Diese Arbeit zeigt Strategien zur Überwindung des Sparsity Problems auf, indem Zusatzinformationen über User*innen in die ursprünglichen Interessenswerte eingebunden
werden. Dafür wird implizites Feedback in eine numerische Interessens-Repräsentation
transformiert. Des Weiteren werden maschinelle Lernverfahren eingesetzt, welche auf
Basis von bekannten Interessen eines*einer User*in Interessenswerte für andere Kategorien vorhersagen können. Die verwendeten Methoden zur Vorhersage der Interessensinformation für User*innen sind Korrelationskoeffizienten, Matrixfaktorisierung, Singulärwertzerlegung, Assoziationsregeln, lineare Regression, Entscheidungsbäume, Gradient Boosting und Random Forest. Außerdem wird eine Möglichkeit erläutert, wie für
User*innen, über welche keine Interessen bekannt sind, Empfehlungen erstellt werden
können.
Zur Auswertung der entwickelten Strategien wird neben einer Offline-Evaluierung
auch eine Online-Evaluierung durchgeführt, indem die entwickelten Methoden auf französischen User*innen getestet werden.
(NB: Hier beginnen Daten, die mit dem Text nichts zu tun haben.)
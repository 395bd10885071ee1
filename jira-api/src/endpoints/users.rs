//! # Jira User Endpoints

use jira_core::{CallContext, Client, Query, Response, Result};
use reqwest::Method;

use super::get_json;
use crate::models::{JiraUser, UserGroup, UserSearch};

const USER_PATH: &str = "rest/api/2/user";

/// User operations against one client
#[derive(Debug, Clone, Copy)]
pub struct UserService<'a> {
  client: &'a Client,
}

impl<'a> UserService<'a> {
  pub fn new(client: &'a Client) -> Self {
    Self { client }
  }

  /// Get a user by account id
  pub async fn get(&self, ctx: &CallContext, account_id: &str) -> Result<JiraUser> {
    self.get_by_account_id(ctx, account_id).await
  }

  pub async fn get_by_account_id(&self, ctx: &CallContext, account_id: &str) -> Result<JiraUser> {
    let query = Query::new().with("accountId", account_id);
    get_json(self.client, ctx, USER_PATH, &query).await
  }

  /// Create a user and return it as Jira stored it
  pub async fn create(&self, ctx: &CallContext, user: &JiraUser) -> Result<JiraUser> {
    let request = self
      .client
      .request_with_body(ctx, Method::POST, USER_PATH, &Query::new(), user)?;
    let (created, _) = self.client.execute(request).await?;
    Ok(created)
  }

  /// Delete a user. Jira answers 204 on success.
  pub async fn delete(&self, ctx: &CallContext, account_id: &str) -> Result<Response> {
    let query = Query::new().with("accountId", account_id);
    let request = self.client.request(ctx, Method::DELETE, USER_PATH, &query)?;
    self.client.execute_discard(request).await
  }

  /// Groups the user belongs to
  pub async fn get_groups(&self, ctx: &CallContext, account_id: &str) -> Result<Vec<UserGroup>> {
    let query = Query::new().with("accountId", account_id);
    get_json(self.client, ctx, "rest/api/2/user/groups", &query).await
  }

  /// The user the client is authenticated as
  pub async fn get_self(&self, ctx: &CallContext) -> Result<JiraUser> {
    get_json(self.client, ctx, "rest/api/2/myself", &Query::new()).await
  }

  /// Find users by email or display name. `search` parameters follow `query`
  /// in the order they were added.
  pub async fn find(&self, ctx: &CallContext, query: &str, search: &UserSearch) -> Result<Vec<JiraUser>> {
    let mut params = Query::new().with("query", query);
    for (key, value) in search.params() {
      params.push(key, value);
    }
    get_json(self.client, ctx, "rest/api/2/user/search", &params).await
  }
}
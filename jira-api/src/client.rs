use jira_core::{CallContext, Client, ClientConfig, Result};

use crate::endpoints::components::ComponentService;
use crate::endpoints::groups::GroupService;
use crate::endpoints::issues::IssueService;
use crate::endpoints::metadata::{FieldService, ResolutionService, StatusCategoryService};
use crate::endpoints::projects::ProjectService;
use crate::endpoints::users::UserService;

/// Represents a Jira API client
///
/// Owns a core [`Client`] and hands out one service per resource type.
#[derive(Debug, Clone)]
pub struct JiraClient {
  core: Client,
}

impl JiraClient {
  pub fn new(core: Client) -> Self {
    Self { core }
  }

  /// The underlying request pipeline
  pub fn core(&self) -> &Client {
    &self.core
  }

  /// Test the Jira connection by fetching the current user
  pub async fn test_connection(&self, ctx: &CallContext) -> Result<bool> {
    self.core.test_connection(ctx).await
  }

  pub fn components(&self) -> ComponentService<'_> {
    ComponentService::new(&self.core)
  }

  pub fn groups(&self) -> GroupService<'_> {
    GroupService::new(&self.core)
  }

  pub fn users(&self) -> UserService<'_> {
    UserService::new(&self.core)
  }

  pub fn fields(&self) -> FieldService<'_> {
    FieldService::new(&self.core)
  }

  pub fn resolutions(&self) -> ResolutionService<'_> {
    ResolutionService::new(&self.core)
  }

  pub fn status_categories(&self) -> StatusCategoryService<'_> {
    StatusCategoryService::new(&self.core)
  }

  pub fn issues(&self) -> IssueService<'_> {
    IssueService::new(&self.core)
  }

  pub fn projects(&self) -> ProjectService<'_> {
    ProjectService::new(&self.core)
  }
}

/// Create a Jira client from basic-auth credentials
pub fn create_jira_client(jira_host: &str, username: &str, api_token: &str) -> Result<JiraClient> {
  let config = ClientConfig::new(jira_host)?;
  Ok(JiraClient::new(Client::with_basic_auth(&config, username, api_token)?))
}
//! Canned Jira payloads used by endpoint tests.

/// `GET rest/api/2/field`
pub const FIELDS: &str = include_str!("fixtures/fields.json");

/// `GET rest/api/2/resolution`
pub const RESOLUTIONS: &str = include_str!("fixtures/resolutions.json");

/// `GET rest/api/2/statuscategory`
pub const STATUS_CATEGORIES: &str = include_str!("fixtures/status_categories.json");

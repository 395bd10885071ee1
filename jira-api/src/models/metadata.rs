//! Instance-wide metadata: fields, resolutions and status categories.

use serde::Deserialize;

/// Represents a Jira field, system or custom
#[derive(Debug, Clone, PartialEq, Eq, Deserialize)]
#[serde(rename_all = "camelCase")]
pub struct Field {
  pub id: String,
  #[serde(default)]
  pub key: Option<String>,
  pub name: String,
  #[serde(default)]
  pub custom: bool,
  #[serde(default)]
  pub navigable: bool,
  #[serde(default)]
  pub searchable: bool,
  #[serde(default)]
  pub clause_names: Vec<String>,
  #[serde(default)]
  pub schema: Option<FieldSchema>,
}

#[derive(Debug, Clone, PartialEq, Eq, Deserialize)]
#[serde(rename_all = "camelCase")]
pub struct FieldSchema {
  #[serde(rename = "type")]
  pub field_type: String,
  #[serde(default)]
  pub items: Option<String>,
  #[serde(default)]
  pub system: Option<String>,
  #[serde(default)]
  pub custom: Option<String>,
  #[serde(default)]
  pub custom_id: Option<i64>,
}

/// Represents an issue resolution
#[derive(Debug, Clone, PartialEq, Eq, Deserialize)]
pub struct Resolution {
  #[serde(rename = "self", default)]
  pub self_link: Option<String>,
  pub id: String,
  pub name: String,
  #[serde(default)]
  pub description: Option<String>,
}

/// Represents a status category
#[derive(Debug, Clone, PartialEq, Eq, Deserialize)]
#[serde(rename_all = "camelCase")]
pub struct StatusCategory {
  #[serde(rename = "self", default)]
  pub self_link: Option<String>,
  pub id: i64,
  pub key: String,
  pub name: String,
  #[serde(default)]
  pub color_name: Option<String>,
}

impl StatusCategory {
  /// Key of the "Done" category
  pub const DONE: &'static str = "done";
  /// Key of the "In Progress" category
  pub const IN_PROGRESS: &'static str = "indeterminate";
  /// Key of the "To Do" category
  pub const TO_DO: &'static str = "new";
  pub const UNDEFINED: &'static str = "undefined";

  pub fn is_done(&self) -> bool {
    self.key == Self::DONE
  }
}
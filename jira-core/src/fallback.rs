//! Version fallback for listings that exist under two server generations.

use std::future::Future;

use tracing::{debug, warn};

use crate::error::Error;

/// Run `primary` to completion and fall back to `secondary` if it fails.
///
/// Any primary failure, including one after some pages succeeded, discards
/// the primary's items before `secondary` runs from scratch. `secondary` is
/// never polled when `primary` succeeds. When both fail, the returned
/// [`Error::Fallback`] classifies as the secondary failure and keeps the
/// primary one in [`Error::primary_error`].
///
/// A cancelled primary is returned as is; there is no point in trying the
/// other contract under a done context.
pub async fn fetch_with_fallback<T, E1, E2, P, S>(primary: P, secondary: S) -> Result<T, Error>
where
  P: Future<Output = Result<T, E1>>,
  S: Future<Output = Result<T, E2>>,
  E1: Into<Error>,
  E2: Into<Error>,
{
  let primary_error = match primary.await {
    Ok(items) => return Ok(items),
    Err(error) => error.into(),
  };

  if primary_error.is_cancelled() {
    return Err(primary_error);
  }
  debug!(error = %primary_error, "Primary contract failed; trying fallback contract");

  match secondary.await {
    Ok(items) => Ok(items),
    Err(error) => {
      let secondary_error = error.into();
      warn!(primary = %primary_error, secondary = %secondary_error, "Both contracts failed");
      Err(Error::Fallback {
        secondary: Box::new(secondary_error),
        primary: Box::new(primary_error),
      })
    }
  }
}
Dafür wurden zwei A/B-Tests mit einer Laufzeit
von je 14 Tagen durchgeführt. Beim ersten Test wird zwischen der Standard Itemreihung in Gruppe A und einer zufälligen Itemreihung in Gruppe B unterschieden. Der
zweite Test erstellt in Gruppe A Empfehlungen auf Basis der Informationen, welche
von User*innen gesammelt und in Interessenswerte transformiert werden, während in
Gruppe B diese Interessenswerte um weitere Kategorien angereichert werden, um neue
interessante Kategorien für den*die User*in zu ermitteln. Es konnte eine signifikante
Steigerung der durchschnittlichen Anzahl von Klicks auf Items durch die entwickelten
Strategien im Vergleich zu Standard bzw. randomisierten Empfehlungen erreicht werden. Außerdem kann durch die Anreicherung der Interessen von User*innen eine erhöhte
Anzahl von Klicks um 5 % festgestellt werden.
Datum der Bewilligung2024
OriginalspracheDeutsch (Österreich)
Betreuer/-inUlrich Bodenhofer (Betreuer*in)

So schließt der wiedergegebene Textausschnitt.